Le solaire Made in France résiste...
En effet, malgré cette conjoncture désastreuse, le solaire Made in France résiste tant bien que mal. Il compte aujourd'hui quelques phoenix, parmi lesquels le médiatique Photowatt, le géant d'antan qui a bien failli disparaître avant de redémarrer, sous le giron d'EDF. D'autres encore, armés d'une conviction à toutes épreuves, et loin de l'opportunisme des années fastes, continuent à défendre le développement des énergies renouvelables. C'est le cas de Solar Ener Jade, créée en Loire-Atlantique en 2006 par Frédéric de Lesquen, qui explique : " ma première motivation pour le choix de cette activité est militante ! ". Il fallait bien cela pour traverser la tempête solaire sans abandonner le secteur. Aujourd'hui l'entreprise est solidement ancrée dans le grand Ouest et emploie 120 personnes.
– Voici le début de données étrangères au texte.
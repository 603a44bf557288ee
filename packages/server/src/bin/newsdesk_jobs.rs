//! Submit jobs and query their status from a shell.
//!
//! Prints JSON so the output can be piped into other tools.
//!
//! Usage:
//!   newsdesk-jobs submit pdf_pipeline --input uploads/bugle.pdf \
//!       --publication "Daily Bugle" --language hi --zone North
//!   newsdesk-jobs status 6f1c...

use std::path::{Path, PathBuf};
use std::sync::Arc;

use anyhow::{Context, Result};
use clap::{Parser, Subcommand};
use serde::Serialize;

use newsdesk::{DigitalArticle, DispatchError, Dispatcher, JobId, JobKind, JobParams};
use newsdesk_server::kernel::Stores;

#[derive(Parser)]
#[command(name = "newsdesk-jobs")]
#[command(about = "Submit newsdesk jobs and check their status")]
struct Cli {
    /// Job ledger database
    #[arg(long, env = "DATABASE_URL")]
    database_url: String,

    #[command(subcommand)]
    command: Commands,
}

#[derive(Subcommand)]
enum Commands {
    /// Validate and enqueue a job
    Submit {
        /// pdf_pipeline, crawl_pdf, digital_json, direct_images, single_image
        kind: JobKind,

        /// Object store key of the input document or image
        #[arg(long)]
        input: Option<String>,

        #[arg(long)]
        publication: Option<String>,

        #[arg(long)]
        edition: Option<String>,

        #[arg(long)]
        language: Option<String>,

        #[arg(long)]
        zone: Option<String>,

        /// Edition date, DD-MM-YYYY
        #[arg(long)]
        date: Option<String>,

        #[arg(long)]
        dpi: Option<u32>,

        #[arg(long)]
        quality: Option<u8>,

        /// Page image key (repeat for direct_images)
        #[arg(long = "image-key")]
        image_keys: Vec<String>,

        /// JSON file holding a digital article ({title, content, ...})
        #[arg(long)]
        article_file: Option<PathBuf>,

        #[arg(long)]
        callback_url: Option<String>,
    },

    /// Show state, progress, and result of a job
    Status {
        job_id: JobId,
    },
}

#[derive(Serialize)]
struct SubmitResponse {
    job_id: JobId,
    kind: JobKind,
}

#[derive(Serialize)]
struct ErrorResponse {
    error: String,
}

fn print_json<T: Serialize>(value: &T) -> Result<()> {
    println!("{}", serde_json::to_string_pretty(value)?);
    Ok(())
}

#[tokio::main]
async fn main() -> Result<()> {
    let _ = dotenvy::dotenv();
    let cli = Cli::parse();

    let stores = Stores::connect(&cli.database_url).await?;
    let dispatcher = Dispatcher::new(Arc::clone(&stores.ledger));

    match cli.command {
        Commands::Submit {
            kind,
            input,
            publication,
            edition,
            language,
            zone,
            date,
            dpi,
            quality,
            image_keys,
            article_file,
            callback_url,
        } => {
            let article = match article_file {
                Some(path) => Some(read_article(&path).await?),
                None => None,
            };
            let params = JobParams {
                publication,
                edition,
                language,
                zone,
                date,
                dpi,
                quality,
                image_keys,
                article,
                callback_url,
            };

            match dispatcher.submit(kind, input, params).await {
                Ok(job_id) => print_json(&SubmitResponse { job_id, kind }),
                Err(DispatchError::Validation(e)) => {
                    print_json(&ErrorResponse {
                        error: e.to_string(),
                    })?;
                    std::process::exit(2);
                }
                Err(e) => Err(e).context("Failed to submit job"),
            }
        }
        Commands::Status { job_id } => match dispatcher.status(job_id).await {
            Ok(status) => print_json(&status),
            Err(DispatchError::NotFound(_)) => {
                print_json(&ErrorResponse {
                    error: format!("job {} not found", job_id),
                })?;
                std::process::exit(1);
            }
            Err(e) => Err(e).context("Failed to load job status"),
        },
    }
}

async fn read_article(path: &Path) -> Result<DigitalArticle> {
    let raw = tokio::fs::read(path)
        .await
        .with_context(|| format!("Failed to read {}", path.display()))?;
    serde_json::from_slice(&raw)
        .with_context(|| format!("{} is not a valid article", path.display()))
}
Car si la filière française des énergies renouvelables reste indéniablement fragile, elle a aussi l'atout de disposer d'un tissu d'entreprises avant-gardistes et dynamiques. La Compagnie du Vent a par exemple toujours fait figure de précurseur dans le domaine des énergies renouvelables : elle lance dès le début des années 90 la première éolienne puis le premier parc éolien de France, et s'illustre aujourd'hui aussi dans le secteur solaire. " Les coûts externes liés à la production d'énergies fossiles ou nucléaires - coûts de dépollution, coûts de retraitement des déchets, coûts sociaux, ... - ne sont pas supportés par les énergies renouvelables telles que le vent et le soleil. [...] l'éolien, puis le solaire arrivent en tête des énergies les moins coûteuses ", déclarait récemment le fondateur de l'entreprise, Jean-Michel Germa pour le renouvelable a déjà gagné son pari économique face aux énergies fossiles.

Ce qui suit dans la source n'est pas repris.